### [RECORDS FOR THIS EXERCISE]
──────

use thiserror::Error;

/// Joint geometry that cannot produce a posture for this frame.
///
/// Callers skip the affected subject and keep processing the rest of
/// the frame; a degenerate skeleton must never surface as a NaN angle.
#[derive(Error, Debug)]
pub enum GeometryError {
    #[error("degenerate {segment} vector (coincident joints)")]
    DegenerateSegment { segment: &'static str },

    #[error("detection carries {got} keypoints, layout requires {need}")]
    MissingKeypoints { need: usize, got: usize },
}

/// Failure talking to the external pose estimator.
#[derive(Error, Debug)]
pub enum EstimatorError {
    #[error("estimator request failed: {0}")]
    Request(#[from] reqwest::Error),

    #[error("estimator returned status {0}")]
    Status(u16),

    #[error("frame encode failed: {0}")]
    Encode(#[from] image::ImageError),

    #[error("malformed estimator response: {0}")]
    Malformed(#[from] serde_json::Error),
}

──────

### [TASK STATEMENT]
Return every line above that contains the word "from".

### [ANSWER TO THIS TASK]
    Request(#[from] reqwest::Error),
    Encode(#[from] image::ImageError),
    Malformed(#[from] serde_json::Error),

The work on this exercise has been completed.